Wednesday, 9 November 2016

Serching for the Woollies - A 5 day Trek in the Colombian Amazon - Day1


  Recently I had the pleasure of joining the Maikuchiga team on one of their research expeditions.  Over the last few years they have been heading out into the forest once a month in search of the endangered woolly monkey troops. In an effort to begin collecting baseline data, 4 to 7 days are spent walking through the forest looking for any signs of these beautiful primates. Population dynamics are a focus with data on the number of individuals, sexes and relative ages being collected. As their role as seed dispersers is also of interest, even when the monkeys themselves are not spotted, the team takes notes on the leavings of meals and any other signs that the woollies have been present.  Because information on most wild life is scarce, data collection is not just limited to the woollies as any large mammal sightings are recorded.

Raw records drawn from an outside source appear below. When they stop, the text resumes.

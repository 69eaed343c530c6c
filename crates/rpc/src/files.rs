//! Upload, download, record and access-grant endpoints.

use axum::extract::{Multipart, Path, State};
use axum::http::header::CONTENT_TYPE;
use axum::http::StatusCode;
use axum::response::{IntoResponse, Response};
use axum::Json;
use cvault_files::{guess_mime_type, AccessGrant, Digest, Locator, Payload, RegistrationRecord};
use cvault_gateway::ObjectStore;
use cvault_pipeline::{submit, Conflict, Receipt, SubmitOutcome, VaultContext};
use cvault_registry::{Confirmation, Registry, VaultRegistry};
use cvault_storage::{NewUpload, UploadEntry};
use cvault_types::OwnerId;
use serde::{Deserialize, Serialize};
use tracing::{info, warn};

use crate::auth::AuthUser;
use crate::server::{ApiError, SharedState};

const DEFAULT_CATEGORY: &str = "desconhecido";

/// Outcome of copying an upload to the remote gateway.
#[derive(Debug, Clone, Serialize, Deserialize)]
pub struct MirrorStatus {
    pub ok: bool,
    #[serde(default, skip_serializing_if = "Option::is_none")]
    pub store: Option<String>,
    #[serde(default, skip_serializing_if = "Option::is_none")]
    pub locator: Option<String>,
    #[serde(default, skip_serializing_if = "Option::is_none")]
    pub error: Option<String>,
}

#[derive(Debug, Serialize)]
pub struct UploadResponse {
    pub receipt: Receipt,
    pub mirror: MirrorStatus,
    pub upload: UploadEntry,
}

#[derive(Debug, Serialize)]
struct ConflictResponse {
    error: &'static str,
    message: String,
    conflict: Conflict,
}

struct UploadForm {
    payload: Payload,
    category: String,
}

async fn read_upload_form(mut multipart: Multipart) -> Result<UploadForm, ApiError> {
    let multipart_error =
        |e: axum::extract::multipart::MultipartError| ApiError::new(e.status(), "invalid_multipart", e.body_text());

    let mut payload = None;
    let mut category = None;
    while let Some(field) = multipart.next_field().await.map_err(multipart_error)? {
        let name = field.name().map(str::to_string);
        match name.as_deref() {
            Some("file") => {
                let file_name = field.file_name().map(str::to_string);
                let content_type = field.content_type().map(str::to_string);
                let bytes = field.bytes().await.map_err(multipart_error)?;

                let mut file = Payload::new(bytes.to_vec());
                file.mime_type = content_type
                    .filter(|mime| mime != "application/octet-stream")
                    .or_else(|| {
                        file_name
                            .as_deref()
                            .and_then(guess_mime_type)
                            .map(str::to_string)
                    });
                file.file_name = file_name;
                payload = Some(file);
            }
            Some("category") => {
                let text = field.text().await.map_err(multipart_error)?;
                category = Some(text.trim().to_string()).filter(|c| !c.is_empty());
            }
            _ => {}
        }
    }

    Ok(UploadForm {
        payload: payload.ok_or_else(|| ApiError::bad_request("missing file field"))?,
        category: category.unwrap_or_else(|| DEFAULT_CATEGORY.to_string()),
    })
}

async fn mirror_upload(mirror: Option<&dyn ObjectStore>, payload: &Payload) -> MirrorStatus {
    let Some(store) = mirror else {
        return MirrorStatus {
            ok: false,
            store: None,
            locator: None,
            error: Some("no remote gateway configured".into()),
        };
    };
    match store.put(payload).await {
        Ok(locator) => MirrorStatus {
            ok: true,
            store: Some(store.name().to_string()),
            locator: Some(locator.to_string()),
            error: None,
        },
        Err(e) => {
            warn!(store = store.name(), error = %e, "mirror upload failed, keeping local copy only");
            MirrorStatus {
                ok: false,
                store: Some(store.name().to_string()),
                locator: None,
                error: Some(e.to_string()),
            }
        }
    }
}

pub(crate) async fn handle_upload(
    State(state): State<SharedState>,
    user: AuthUser,
    multipart: Multipart,
) -> Result<Response, ApiError> {
    let UploadForm { payload, category } = read_upload_form(multipart).await?;

    let ctx = VaultContext::new(user.owner(), state.registry.clone(), state.local_store.clone())
        .with_hasher(state.hasher)
        .with_policy(state.upload_policy.clone());

    let receipt = match submit(&ctx, payload.clone()).await? {
        SubmitOutcome::Registered(receipt) => receipt,
        SubmitOutcome::Conflict(conflict) => {
            warn!(owner = %user.owner(), %conflict, "upload rejected as duplicate");
            let body = ConflictResponse {
                error: "conflict",
                message: conflict.to_string(),
                conflict,
            };
            return Ok((StatusCode::CONFLICT, Json(body)).into_response());
        }
    };

    let mirror = mirror_upload(state.mirror.as_deref(), &payload).await;
    let upload = state.storage.append_upload(NewUpload {
        user_id: user.claims.sub,
        file_name: payload.file_name.clone().unwrap_or_else(|| "file.bin".into()),
        size_bytes: payload.len() as u64,
        digest: receipt.digest,
        category,
        local_locator: Some(receipt.locator.to_string()),
        gateway_locator: mirror.locator.clone(),
        gateway_ok: mirror.ok,
        uploaded_at: state.now(),
    })?;

    info!(upload_id = upload.id, %receipt, mirrored = mirror.ok, "upload registered");
    Ok(Json(UploadResponse {
        receipt,
        mirror,
        upload,
    })
    .into_response())
}

pub(crate) async fn handle_list_uploads(
    State(state): State<SharedState>,
    user: AuthUser,
) -> Result<Json<Vec<UploadEntry>>, ApiError> {
    Ok(Json(state.storage.list_uploads(user.claims.sub)?))
}

pub(crate) async fn handle_download(
    State(state): State<SharedState>,
    Path(locator): Path<String>,
) -> Result<Response, ApiError> {
    let locator = Locator::new(locator).map_err(|e| ApiError::bad_request(e.to_string()))?;
    let bytes = state.local_store.get(&locator).await?;
    let content_type = guess_mime_type(locator.as_str()).unwrap_or("application/octet-stream");
    Ok(([(CONTENT_TYPE, content_type)], bytes).into_response())
}

/// Record bytes for the owner or an active grantee.
pub(crate) async fn handle_record_content(
    State(state): State<SharedState>,
    user: AuthUser,
    Path(digest): Path<String>,
) -> Result<Response, ApiError> {
    let digest = parse_digest(&digest)?;
    let caller = user.owner();
    if !state.registry.has_access(&digest, &caller).await? {
        return Err(ApiError::forbidden(format!(
            "{caller} has no access to {}",
            digest.short()
        )));
    }
    let record = state
        .registry
        .get(&digest)
        .await?
        .ok_or_else(|| ApiError::not_found(format!("no record for {digest}")))?;
    let bytes = state.local_store.get(&record.locator).await?;
    let content_type = record
        .mime_type
        .unwrap_or_else(|| "application/octet-stream".to_string());
    Ok(([(CONTENT_TYPE, content_type)], bytes).into_response())
}

fn parse_digest(raw: &str) -> Result<Digest, ApiError> {
    raw.parse()
        .map_err(|e: cvault_files::DigestError| ApiError::bad_request(e.to_string()))
}

fn parse_owner(raw: &str) -> Result<OwnerId, ApiError> {
    raw.parse()
        .map_err(|e: cvault_types::OwnerError| ApiError::bad_request(e.to_string()))
}

pub(crate) async fn handle_list_records(
    State(state): State<SharedState>,
    user: AuthUser,
) -> Result<Json<Vec<RegistrationRecord>>, ApiError> {
    Ok(Json(state.registry.list_by_owner(&user.owner()).await?))
}

pub(crate) async fn handle_get_record(
    State(state): State<SharedState>,
    Path(digest): Path<String>,
) -> Result<Json<RegistrationRecord>, ApiError> {
    let digest = parse_digest(&digest)?;
    state
        .registry
        .get(&digest)
        .await?
        .map(Json)
        .ok_or_else(|| ApiError::not_found(format!("no record for {digest}")))
}

#[derive(Debug, Serialize)]
pub struct ConfirmationResponse {
    pub digest: Digest,
    pub confirmation: Confirmation,
}

pub(crate) async fn handle_remove_record(
    State(state): State<SharedState>,
    user: AuthUser,
    Path(digest): Path<String>,
) -> Result<Json<ConfirmationResponse>, ApiError> {
    let digest = parse_digest(&digest)?;
    let confirmation = state.registry.remove(&user.owner(), &digest).await?;
    Ok(Json(ConfirmationResponse {
        digest,
        confirmation,
    }))
}

#[derive(Debug, Deserialize)]
pub struct TransferRequest {
    pub to: String,
}

pub(crate) async fn handle_transfer(
    State(state): State<SharedState>,
    user: AuthUser,
    Path(digest): Path<String>,
    Json(request): Json<TransferRequest>,
) -> Result<Json<ConfirmationResponse>, ApiError> {
    let digest = parse_digest(&digest)?;
    let to = parse_owner(&request.to)?;
    let confirmation = state.registry.transfer(&user.owner(), &digest, &to).await?;
    Ok(Json(ConfirmationResponse {
        digest,
        confirmation,
    }))
}

pub(crate) async fn handle_list_grants(
    State(state): State<SharedState>,
    Path(digest): Path<String>,
) -> Result<Json<Vec<AccessGrant>>, ApiError> {
    let digest = parse_digest(&digest)?;
    Ok(Json(state.registry.list_grants(&digest).await?))
}

#[derive(Debug, Deserialize)]
pub struct GrantRequest {
    pub grantee: String,
    pub hours: u64,
}

#[derive(Debug, Serialize)]
pub struct GrantResponse {
    pub digest: Digest,
    pub grantee: OwnerId,
    pub expires_at: u64,
    pub confirmation: Confirmation,
}

pub(crate) async fn handle_grant_access(
    State(state): State<SharedState>,
    user: AuthUser,
    Path(digest): Path<String>,
    Json(request): Json<GrantRequest>,
) -> Result<Json<GrantResponse>, ApiError> {
    let digest = parse_digest(&digest)?;
    let grantee = parse_owner(&request.grantee)?;
    let expires_at = state.grant_policy.expiration(state.now(), request.hours)?;
    let confirmation = state
        .registry
        .grant_access(&user.owner(), &digest, &grantee, expires_at)
        .await?;
    Ok(Json(GrantResponse {
        digest,
        grantee,
        expires_at,
        confirmation,
    }))
}

pub(crate) async fn handle_revoke_access(
    State(state): State<SharedState>,
    user: AuthUser,
    Path((digest, grantee)): Path<(String, String)>,
) -> Result<Json<ConfirmationResponse>, ApiError> {
    let digest = parse_digest(&digest)?;
    let grantee = parse_owner(&grantee)?;
    let confirmation = state
        .registry
        .revoke_access(&user.owner(), &digest, &grantee)
        .await?;
    Ok(Json(ConfirmationResponse {
        digest,
        confirmation,
    }))
}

Karol, a 3 year old woolly monkey
It was thanks to Mike and Brian, a couple of American tourists that I finally had the excuse to join one of these excursions.  They wrote me requesting a 4 night trek through the Amazon and I immediately proposed heading out to look for the woollies. They agreed and a few months later we found ourselves on the Amazon river at sunrise heading towards the native community of Mocagua to meet up with the other half of the expedition.  A couple of hours were spent at the Maikuchiga monkey sanctuary while we made final preparations. Mike and Ben took advantage of this time to get familiar with some of the resident non-human primates. Mostly orphaned babies or juveniles they form a makeshift troop as the gain strength and experience so that they can eventually rejoin the wild populations. For more info on how the sanctuary works you can check out our blog post describing the work they do.  

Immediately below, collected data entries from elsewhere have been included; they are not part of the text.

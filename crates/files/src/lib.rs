//! cvault file model
//!
//! Content digests, opaque store locators, registration records and access
//! grants. Records carry the content hash, owner and metadata of a file
//! without storing the file content itself; bytes live in an object store.

pub mod descriptor;
pub mod hasher;
pub mod payload;
pub mod policy;

pub use descriptor::{AccessGrant, Digest, DigestError, Locator, LocatorError, RegistrationRecord};
pub use hasher::ContentHasher;
pub use payload::{guess_mime_type, Payload};
pub use policy::{format_file_size, PolicyError, UploadPolicy};
async fn run_server(config: AppConfig) -> Result<()> {
    info!("Starting cvault node {}", env!("CARGO_PKG_VERSION"));
    info!("Config file: {}", config.config_source());
    info!("Data directory: {}", config.data_dir.display());
    if config.uses_dev_secret() {
        warn!("session_secret is not configured; using the development secret");
    }

    let sled = open_storage(&config)?;
    let storage: Arc<dyn Storage> = sled.clone();
    seed_admin(storage.as_ref(), &config).await?;

    let mut state = AppState::new(
        storage,
        LocalDirStore::new(config.uploads_dir()),
        SessionSigner::new(&config.session_secret, config.session_ttl_secs),
    );
    state.hasher = ContentHasher::new(config.hash_algorithm);
    state.upload_policy = upload_policy(&config);
    state.grant_policy = GrantPolicy::new(config.grant_margin_secs);
    state.max_body_bytes = config.max_body_bytes();
    match remote_store(&config)? {
        Some(mirror) => {
            info!("Mirroring uploads to {}", mirror.name());
            state = state.with_mirror(mirror);
        }
        None => info!("No remote gateway configured; uploads stay local"),
    }

    let result = start_server(state, &config.rpc_addr()).await;
    sled.flush().context("failed to flush database")?;
    result
}

fn parse_owner(matches: &ArgMatches) -> Result<OwnerId> {
    let raw = matches
        .get_one::<String>("owner")
        .context("--owner is required")?;
    raw.parse()
        .with_context(|| format!("invalid owner '{raw}'"))
}

async fn run_submit(config: &AppConfig, matches: &ArgMatches) -> Result<()> {
    let path = matches
        .get_one::<PathBuf>("path")
        .context("a file path is required")?;
    let owner = parse_owner(matches)?;

    let sled = open_storage(config)?;
    let store: Arc<dyn ObjectStore> = if matches.get_flag("remote") {
        remote_store(config)?.context("--remote needs a DeOSS or Pinata gateway configured")?
    } else {
        Arc::new(LocalDirStore::new(config.uploads_dir()))
    };
    let storage: Arc<dyn Storage> = sled.clone();
    let registry = Arc::new(LedgerRegistry::new(storage));
    let ctx = VaultContext::new(owner, registry, store)
        .with_hasher(ContentHasher::new(config.hash_algorithm))
        .with_policy(upload_policy(config));

    let payload = Payload::from_path(path)
        .with_context(|| format!("failed to read {}", path.display()))?;
    let observer = |stage: Stage| eprintln!("[{:>3}%] {stage}", stage.progress());
    let outcome = submit_with_observer(&ctx, payload, Some(&observer)).await?;
    sled.flush()?;

    println!("{}", serde_json::to_string_pretty(&outcome)?);
    Ok(())
}

fn run_member(config: &AppConfig, matches: &ArgMatches) -> Result<()> {
    let owner = parse_owner(matches)?;
    let role = match matches.get_one::<String>("role").map(String::as_str) {
        Some("donor") => MemberRole::Donor,
        Some("adopter") => MemberRole::Adopter,
        other => anyhow::bail!("unknown role {other:?}"),
    };

    let sled = open_storage(config)?;
    let adoption = AdoptionRegistry::new(sled.clone());
    let confirmation = adoption.register_member(&owner, role)?;
    sled.flush()?;
    println!("{}", serde_json::to_string_pretty(&confirmation)?);
    Ok(())
}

Brian with a baby red howler monkey


Gonzalo, Julian, Mike, Brian, Freddy, Henry
 Joining us on the trek were Freddy and Henry, 2 indigenous members of the Tikuna tribe who had worked with the foundation for a number of years and Gonzalo an apprentice guide who works with us at Yoi EcoTours.  We set out around 9 in the morning each carrying around 30 pound packs.  I will not sugar coat it, the first day was hard. Trekking through the amazon rainforest is a slow difficult process. The heat, humidity and uneven terrain combine to challenge even seasoned trekkers.  Regular breaks are needed for rest but more importantly for hydration.  On average we would consume a liter an hour, so any streams crossed were exploited to refill our ever emptying water bottles.

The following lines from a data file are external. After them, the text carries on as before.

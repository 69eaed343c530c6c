use crate::stage::Stage;
use cvault_files::{Digest, Locator};
use cvault_registry::Confirmation;
use cvault_types::OwnerId;
use serde::{Deserialize, Serialize};
use std::fmt;

/// Result of asking the registry whether a digest is already registered.
#[derive(Debug, Clone, PartialEq, Eq, Serialize, Deserialize)]
#[serde(tag = "state", content = "reason", rename_all = "lowercase")]
pub enum DuplicateCheck {
    Absent,
    Present,
    /// The registry could not be read. The submission continues and the
    /// registration step has the final word.
    Unknown(String),
}

/// A successful registration.
#[derive(Debug, Clone, PartialEq, Eq, Serialize, Deserialize)]
pub struct Receipt {
    pub digest: Digest,
    pub locator: Locator,
    pub owner: OwnerId,
    pub confirmation: Confirmation,
    pub duplicate_check: DuplicateCheck,
}

impl Receipt {
    pub fn with_duplicate_check(mut self, check: DuplicateCheck) -> Self {
        self.duplicate_check = check;
        self
    }
}

impl fmt::Display for Receipt {
    fn fmt(&self, f: &mut fmt::Formatter<'_>) -> fmt::Result {
        write!(
            f,
            "digest={} locator={} tx={}",
            self.digest, self.locator, self.confirmation.tx_id
        )
    }
}

/// Build the caller-facing receipt.
pub fn present(
    digest: Digest,
    locator: Locator,
    confirmation: Confirmation,
    owner: OwnerId,
) -> Receipt {
    Receipt {
        digest,
        locator,
        owner,
        confirmation,
        duplicate_check: DuplicateCheck::Absent,
    }
}

/// The digest was already registered.
#[derive(Debug, Clone, PartialEq, Eq, Serialize, Deserialize)]
pub struct Conflict {
    pub digest: Digest,
    /// `Checking` when the pre-check saw the record, `Registering` when
    /// another writer won the race after our upload.
    pub detected_at: Stage,
    /// Bytes uploaded by this submission that no record points to.
    #[serde(default, skip_serializing_if = "Option::is_none")]
    pub orphaned_locator: Option<Locator>,
}

impl fmt::Display for Conflict {
    fn fmt(&self, f: &mut fmt::Formatter<'_>) -> fmt::Result {
        write!(f, "digest={} already registered", self.digest)?;
        if let Some(locator) = &self.orphaned_locator {
            write!(f, " (orphaned upload {locator})")?;
        }
        Ok(())
    }
}

#[derive(Debug, Clone, PartialEq, Eq, Serialize, Deserialize)]
#[serde(tag = "status", rename_all = "lowercase")]
pub enum SubmitOutcome {
    Registered(Receipt),
    Conflict(Conflict),
}

impl SubmitOutcome {
    pub fn digest(&self) -> Digest {
        match self {
            SubmitOutcome::Registered(r) => r.digest,
            SubmitOutcome::Conflict(c) => c.digest,
        }
    }

    pub fn receipt(&self) -> Option<&Receipt> {
        match self {
            SubmitOutcome::Registered(r) => Some(r),
            SubmitOutcome::Conflict(_) => None,
        }
    }

    pub fn is_conflict(&self) -> bool {
        matches!(self, SubmitOutcome::Conflict(_))
    }
}

#[cfg(test)]
mod tests {
    use super::*;

    #[test]
    fn receipt_display() {
        let confirmation = Confirmation::derive("register", &[b"x"], 1, 0);
        let receipt = present(
            Digest::from_bytes([0xab; 32]),
            Locator::new("fid42").unwrap(),
            confirmation.clone(),
            OwnerId::Account(1),
        );
        assert_eq!(
            receipt.to_string(),
            format!(
                "digest=0x{} locator=fid42 tx={}",
                "ab".repeat(32),
                confirmation.tx_id
            )
        );
        assert_eq!(receipt.duplicate_check, DuplicateCheck::Absent);
    }

    #[test]
    fn outcome_json_is_tagged() {
        let conflict = SubmitOutcome::Conflict(Conflict {
            digest: Digest::from_bytes([1; 32]),
            detected_at: Stage::Checking,
            orphaned_locator: None,
        });
        let value = serde_json::to_value(&conflict).unwrap();
        assert_eq!(value["status"], "conflict");
        assert_eq!(value["detected_at"], "checking");

        let unknown = serde_json::to_value(DuplicateCheck::Unknown("timeout".into())).unwrap();
        assert_eq!(unknown["state"], "unknown");
        assert_eq!(unknown["reason"], "timeout");
    }
}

These were not our only stops however as we were rewarded with a few wild life sightings on the way including squirrel monkeys as well as my first look at a white hawk.

 Acclimatizing to the environment takes a bit of time and despite being surrounded by beautiful forest our main focus was getting to our destination, a camp located approximately 9 kilometers from the sanctuary.  After 5 hours of hiking as we entered a small clearing, where we were met by a small slightly raised platform with a roof made of palms. This would be home for the next 4 nights. Sleeping in hammocks, bathing in the nearby stream and meals cooked over a wood fire would make up the domestic aspect of the next few days.  The rest of the time would be spent searching for and admiring the amazing wild life and nature that surrounded us.  Despite 5 years of living here and heading out on many treks into the forest, each outing would reveal new and sometimes surprising things to marvel at. So that night I slept well knowing that the day’s tough hike was a worthwhile investment and that we would be well rewarded in the days to come.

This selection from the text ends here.